**GIVEN RECORDS:**
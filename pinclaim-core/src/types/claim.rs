//! Claim records as known by the pinning service.
//!
//! The service returns loosely shaped JSON. [`RawClaim`] keeps every field
//! optional and preserves unknown fields so a record can be displayed or
//! replayed without losing data. A known field whose value has an unexpected
//! type is kept verbatim with the unknown fields instead of failing the whole
//! record. [`ClaimRecord`] adds the derived claim window.

use chrono::{DateTime, Utc};
use serde::{Deserialize, Deserializer, Serialize};
use serde_json::{Map, Value};

use crate::error::{PinClaimError, Result};
use crate::types::window::ClaimWindow;

/// Validity of a claim as decided by the pinning service.
///
/// On the wire this is `null`, `true` or `false`.
#[derive(Clone, Copy, Debug, Default, PartialEq, Eq, Serialize)]
#[serde(into = "Option<bool>")]
pub enum ClaimValidity {
    /// Not yet checked against the ledger
    #[default]
    Unvalidated,
    /// Checked and accepted
    Valid,
    /// Checked and rejected
    Invalid,
}

impl ClaimValidity {
    /// Unprocessed claims are the only candidates for reprocessing.
    pub fn is_unprocessed(self) -> bool {
        match self {
            ClaimValidity::Unvalidated => true,
            ClaimValidity::Valid | ClaimValidity::Invalid => false,
        }
    }
}

impl From<Option<bool>> for ClaimValidity {
    fn from(value: Option<bool>) -> Self {
        match value {
            None => ClaimValidity::Unvalidated,
            Some(true) => ClaimValidity::Valid,
            Some(false) => ClaimValidity::Invalid,
        }
    }
}

impl From<ClaimValidity> for Option<bool> {
    fn from(value: ClaimValidity) -> Self {
        match value {
            ClaimValidity::Unvalidated => None,
            ClaimValidity::Valid => Some(true),
            ClaimValidity::Invalid => Some(false),
        }
    }
}

/// Ledger details of the claim transaction.
#[derive(Clone, Debug, Default, PartialEq, Serialize)]
pub struct ClaimTxDetails {
    /// Ledger-confirmed UNIX time; absent until the transaction confirms
    #[serde(skip_serializing_if = "Option::is_none")]
    pub time: Option<i64>,
    /// Remaining transaction details, kept for display
    #[serde(flatten)]
    pub extra: Map<String, Value>,
}

impl From<Map<String, Value>> for ClaimTxDetails {
    fn from(mut fields: Map<String, Value>) -> Self {
        Self {
            time: take(&mut fields, "time", whole_seconds),
            extra: fields,
        }
    }
}

impl<'de> Deserialize<'de> for ClaimTxDetails {
    fn deserialize<D: Deserializer<'de>>(deserializer: D) -> std::result::Result<Self, D::Error> {
        Map::<String, Value>::deserialize(deserializer).map(Self::from)
    }
}

/// A claim record exactly as returned by the pinning service.
#[derive(Clone, Debug, Default, PartialEq, Serialize)]
#[serde(rename_all = "camelCase")]
pub struct RawClaim {
    /// Content identifier
    #[serde(skip_serializing_if = "Option::is_none")]
    pub cid: Option<String>,
    /// Display name chosen by the uploader
    #[serde(skip_serializing_if = "Option::is_none")]
    pub filename: Option<String>,
    /// Wallet address that paid for the claim
    #[serde(skip_serializing_if = "Option::is_none")]
    pub address: Option<String>,
    /// Proof-of-burn transaction id
    #[serde(skip_serializing_if = "Option::is_none")]
    pub proof_of_burn_txid: Option<String>,
    /// Claim transaction id
    #[serde(skip_serializing_if = "Option::is_none")]
    pub claim_txid: Option<String>,
    /// Stored file size in bytes
    #[serde(skip_serializing_if = "Option::is_none")]
    pub file_size: Option<u64>,
    /// Ledger details of the claim transaction
    #[serde(skip_serializing_if = "Option::is_none")]
    pub claim_tx_details: Option<ClaimTxDetails>,
    /// Validity flag owned by the pinning service; anything but `true`/`false` is unvalidated
    pub valid_claim: ClaimValidity,
    /// Any other fields the service sent, plus known fields of an unexpected type
    #[serde(flatten)]
    pub extra: Map<String, Value>,
}

impl RawClaim {
    /// Ledger-confirmed claim time in seconds, when the claim has confirmed.
    pub fn ledger_time(&self) -> Option<i64> {
        self.claim_tx_details.as_ref().and_then(|details| details.time)
    }

    /// CID for messages, or an empty string when the service omitted it.
    pub fn cid_or_empty(&self) -> &str {
        self.cid.as_deref().unwrap_or_default()
    }
}

impl From<Map<String, Value>> for RawClaim {
    fn from(mut fields: Map<String, Value>) -> Self {
        let valid_claim: ClaimValidity = fields
            .remove("validClaim")
            .and_then(|v| v.as_bool())
            .into();

        Self {
            cid: take(&mut fields, "cid", text),
            filename: take(&mut fields, "filename", text),
            address: take(&mut fields, "address", text),
            proof_of_burn_txid: take(&mut fields, "proofOfBurnTxid", text),
            claim_txid: take(&mut fields, "claimTxid", text),
            file_size: take(&mut fields, "fileSize", whole_bytes),
            claim_tx_details: take(&mut fields, "claimTxDetails", |v| {
                v.as_object().cloned().map(ClaimTxDetails::from)
            }),
            valid_claim,
            extra: fields,
        }
    }
}

impl<'de> Deserialize<'de> for RawClaim {
    fn deserialize<D: Deserializer<'de>>(deserializer: D) -> std::result::Result<Self, D::Error> {
        Map::<String, Value>::deserialize(deserializer).map(Self::from)
    }
}

/// Removes `key` from `fields` only when `convert` accepts its value.
fn take<T>(fields: &mut Map<String, Value>, key: &str, convert: impl Fn(&Value) -> Option<T>) -> Option<T> {
    let converted = convert(fields.get(key)?)?;
    fields.remove(key);
    Some(converted)
}

fn text(value: &Value) -> Option<String> {
    value.as_str().map(str::to_string)
}

/// Accepts integers, floats (truncated) and numeric strings.
fn number(value: &Value) -> Option<f64> {
    let n = match value {
        Value::Number(n) => n.as_f64()?,
        Value::String(s) => s.trim().parse().ok()?,
        _ => return None,
    };
    n.is_finite().then_some(n.trunc())
}

fn whole_seconds(value: &Value) -> Option<i64> {
    value.as_i64().or_else(|| number(value).map(|n| n as i64))
}

fn whole_bytes(value: &Value) -> Option<u64> {
    value
        .as_u64()
        .or_else(|| number(value).filter(|n| *n >= 0.0).map(|n| n as u64))
}

/// A claim record enriched with its claim window.
///
/// `claimTime` and `expirationTime` are present together, and only when the
/// claim transaction has a ledger time.
#[derive(Clone, Debug, PartialEq, Serialize)]
pub struct ClaimRecord {
    /// The record as returned by the pinning service
    #[serde(flatten)]
    pub raw: RawClaim,
    /// Derived claim window
    #[serde(flatten)]
    pub window: Option<ClaimWindow>,
}

impl ClaimRecord {
    /// Enriches a raw record with its claim window.
    pub fn from_raw(mut raw: RawClaim) -> Self {
        // Derived fields are always recomputed, never trusted from upstream.
        raw.extra.remove("claimTime");
        raw.extra.remove("expirationTime");

        let window = raw.ledger_time().and_then(ClaimWindow::from_ledger_seconds);
        Self { raw, window }
    }

    /// Claim time as an ISO-8601 string.
    pub fn claim_time_iso(&self) -> Option<String> {
        self.window.map(|w| w.claim_time_iso())
    }

    /// Expiration time as an ISO-8601 string.
    pub fn expiration_time_iso(&self) -> Option<String> {
        self.window.map(|w| w.expiration_time_iso())
    }

    /// Expiration time, when derivable.
    pub fn expiration_time(&self) -> Option<DateTime<Utc>> {
        self.window.map(|w| w.expiration_time)
    }

    /// `Some(true)` once expired, `None` when no window can be derived.
    pub fn is_expired_at(&self, now: DateTime<Utc>) -> Option<bool> {
        self.window.map(|w| w.is_expired_at(now))
    }
}

/// Body posted to the pinning service to record a claim.
#[derive(Clone, Debug, PartialEq, Eq, Serialize, Deserialize)]
#[serde(rename_all = "camelCase")]
pub struct ClaimSubmission {
    /// Content identifier
    pub cid: String,
    /// Display name
    pub filename: String,
    /// Claim transaction id
    pub claim_txid: String,
    /// Proof-of-burn transaction id
    pub proof_of_burn_txid: String,
    /// Address that paid for the claim
    pub address: String,
}

impl ClaimSubmission {
    /// Rebuilds a submission from an existing record, requiring every identity field.
    pub fn from_raw(raw: &RawClaim) -> Result<Self> {
        let cid = raw.cid_or_empty().to_string();
        let require = |value: &Option<String>, field: &'static str| -> Result<String> {
            match value.as_deref() {
                Some(v) if !v.is_empty() => Ok(v.to_string()),
                _ => Err(PinClaimError::IncompleteRecord {
                    cid: cid.clone(),
                    field,
                }),
            }
        };

        Ok(Self {
            cid: require(&raw.cid, "cid")?,
            filename: require(&raw.filename, "filename")?,
            claim_txid: require(&raw.claim_txid, "claimTxid")?,
            proof_of_burn_txid: require(&raw.proof_of_burn_txid, "proofOfBurnTxid")?,
            address: require(&raw.address, "address")?,
        })
    }
}

/// Transaction ids returned by one claim generation call.
#[derive(Clone, Debug, PartialEq, Eq, Serialize, Deserialize)]
pub struct ClaimTxids {
    /// Proof-of-burn transaction id
    #[serde(rename = "pobTxid")]
    pub pob_txid: String,
    /// Claim transaction id
    #[serde(rename = "claimTxid")]
    pub claim_txid: String,
}

/// Parameters for generating a proof-of-burn and claim transaction pair.
#[derive(Clone, Debug, PartialEq, Serialize, Deserialize)]
#[serde(rename_all = "camelCase")]
pub struct PinClaimRequest {
    /// Content identifier being claimed
    pub cid: String,
    /// Display name
    pub filename: String,
    /// File size used for fee sizing
    pub file_size_in_megabytes: f64,
}

/// Identity of a newly claimed file.
#[derive(Clone, Debug, PartialEq, Eq, Serialize, Deserialize)]
pub struct ClaimReceipt {
    /// Content identifier assigned by the storage network
    pub cid: String,
    /// Ledger transaction ids
    #[serde(flatten)]
    pub txids: ClaimTxids,
}

#[cfg(test)]
mod tests {
    use super::*;
    use serde_json::json;

    fn raw(value: Value) -> RawClaim {
        serde_json::from_value(value).unwrap()
    }

    #[test]
    fn test_validity_from_wire() {
        assert_eq!(raw(json!({ "validClaim": null })).valid_claim, ClaimValidity::Unvalidated);
        assert_eq!(raw(json!({ "validClaim": true })).valid_claim, ClaimValidity::Valid);
        assert_eq!(raw(json!({ "validClaim": false })).valid_claim, ClaimValidity::Invalid);
        assert_eq!(raw(json!({})).valid_claim, ClaimValidity::Unvalidated);
    }

    #[test]
    fn test_only_unvalidated_is_unprocessed() {
        assert!(ClaimValidity::Unvalidated.is_unprocessed());
        assert!(!ClaimValidity::Valid.is_unprocessed());
        assert!(!ClaimValidity::Invalid.is_unprocessed());
    }

    #[test]
    fn test_record_without_ledger_time_has_no_window() {
        for value in [
            json!({ "cid": "a" }),
            json!({ "cid": "a", "claimTxDetails": {} }),
            json!({ "cid": "a", "claimTxDetails": { "time": null } }),
        ] {
            let record = ClaimRecord::from_raw(raw(value));
            assert!(record.window.is_none());
            let out = serde_json::to_value(&record).unwrap();
            assert!(out.get("claimTime").is_none());
            assert!(out.get("expirationTime").is_none());
        }
    }

    #[test]
    fn test_record_with_ledger_time_is_enriched() {
        let record = ClaimRecord::from_raw(raw(json!({
            "cid": "bafy",
            "claimTxDetails": { "time": 1700000000, "blockhash": "00ab" },
            "dataPinned": true
        })));
        let out = serde_json::to_value(&record).unwrap();
        assert_eq!(out["claimTime"], "2023-11-14T22:13:20.000Z");
        assert_eq!(out["expirationTime"], "2024-11-14T22:13:20.000Z");
        assert_eq!(out["dataPinned"], true);
        assert_eq!(out["claimTxDetails"]["blockhash"], "00ab");
        assert_eq!(out["validClaim"], Value::Null);
    }

    #[test]
    fn test_upstream_derived_fields_are_ignored() {
        let record = ClaimRecord::from_raw(raw(json!({
            "cid": "bafy",
            "expirationTime": "2099-01-01T00:00:00.000Z"
        })));
        assert!(record.expiration_time().is_none());
        let out = serde_json::to_value(&record).unwrap();
        assert!(out.get("expirationTime").is_none());
    }

    #[test]
    fn test_submission_requires_identity_fields() {
        let complete = raw(json!({
            "cid": "bafy",
            "filename": "a.txt",
            "address": "bitcoincash:qz",
            "proofOfBurnTxid": "pob",
            "claimTxid": "claim"
        }));
        let submission = ClaimSubmission::from_raw(&complete).unwrap();
        let body = serde_json::to_value(&submission).unwrap();
        assert_eq!(body["proofOfBurnTxid"], "pob");
        assert_eq!(body["claimTxid"], "claim");

        let partial = raw(json!({ "cid": "bafy", "filename": "a.txt" }));
        match ClaimSubmission::from_raw(&partial) {
            Err(PinClaimError::IncompleteRecord { cid, field }) => {
                assert_eq!(cid, "bafy");
                assert_eq!(field, "claimTxid");
            }
            other => panic!("unexpected: {other:?}"),
        }
    }

    #[test]
    fn test_numeric_string_file_size_is_read() {
        let claim = raw(json!({ "cid": "bafy", "fileSize": "1000000" }));
        assert_eq!(claim.cid.as_deref(), Some("bafy"));
        assert_eq!(claim.file_size, Some(1_000_000));
    }

    #[test]
    fn test_float_ledger_time_is_truncated() {
        let record = ClaimRecord::from_raw(raw(json!({ "claimTxDetails": { "time": 1700000000.0 } })));
        assert_eq!(record.raw.ledger_time(), Some(1_700_000_000));
        assert_eq!(record.claim_time_iso().as_deref(), Some("2023-11-14T22:13:20.000Z"));
    }

    #[test]
    fn test_mistyped_fields_are_kept_verbatim() {
        let claim = raw(json!({
            "cid": "bafy",
            "claimTxDetails": "pending",
            "fileSize": { "bytes": 10 },
            "filename": 42,
            "validClaim": "maybe"
        }));
        assert!(claim.claim_tx_details.is_none());
        assert!(claim.file_size.is_none());
        assert!(claim.filename.is_none());
        assert_eq!(claim.valid_claim, ClaimValidity::Unvalidated);

        let out = serde_json::to_value(ClaimRecord::from_raw(claim)).unwrap();
        assert_eq!(out["claimTxDetails"], "pending");
        assert_eq!(out["fileSize"], json!({ "bytes": 10 }));
        assert_eq!(out["filename"], 42);
        assert_eq!(out["validClaim"], Value::Null);
        assert!(out.get("claimTime").is_none());
    }

    #[test]
    fn test_non_numeric_ledger_time_has_no_window() {
        let record = ClaimRecord::from_raw(raw(json!({ "claimTxDetails": { "time": "soon" } })));
        assert!(record.window.is_none());
        assert_eq!(record.raw.claim_tx_details.unwrap().extra["time"], "soon");
    }

    #[test]
    fn test_receipt_shape() {
        let receipt = ClaimReceipt {
            cid: "bafy".into(),
            txids: ClaimTxids {
                pob_txid: "pob".into(),
                claim_txid: "claim".into(),
            },
        };
        assert_eq!(
            serde_json::to_value(&receipt).unwrap(),
            json!({ "cid": "bafy", "pobTxid": "pob", "claimTxid": "claim" })
        );
    }
}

**EXERCISE DIRECTIONS:**
Each line of the data that holds the word "ClaimWindow" should be copied.

**WRITTEN ANSWER:**
use crate::types::window::ClaimWindow;
    pub window: Option<ClaimWindow>,
        let window = raw.ledger_time().and_then(ClaimWindow::from_ledger_seconds);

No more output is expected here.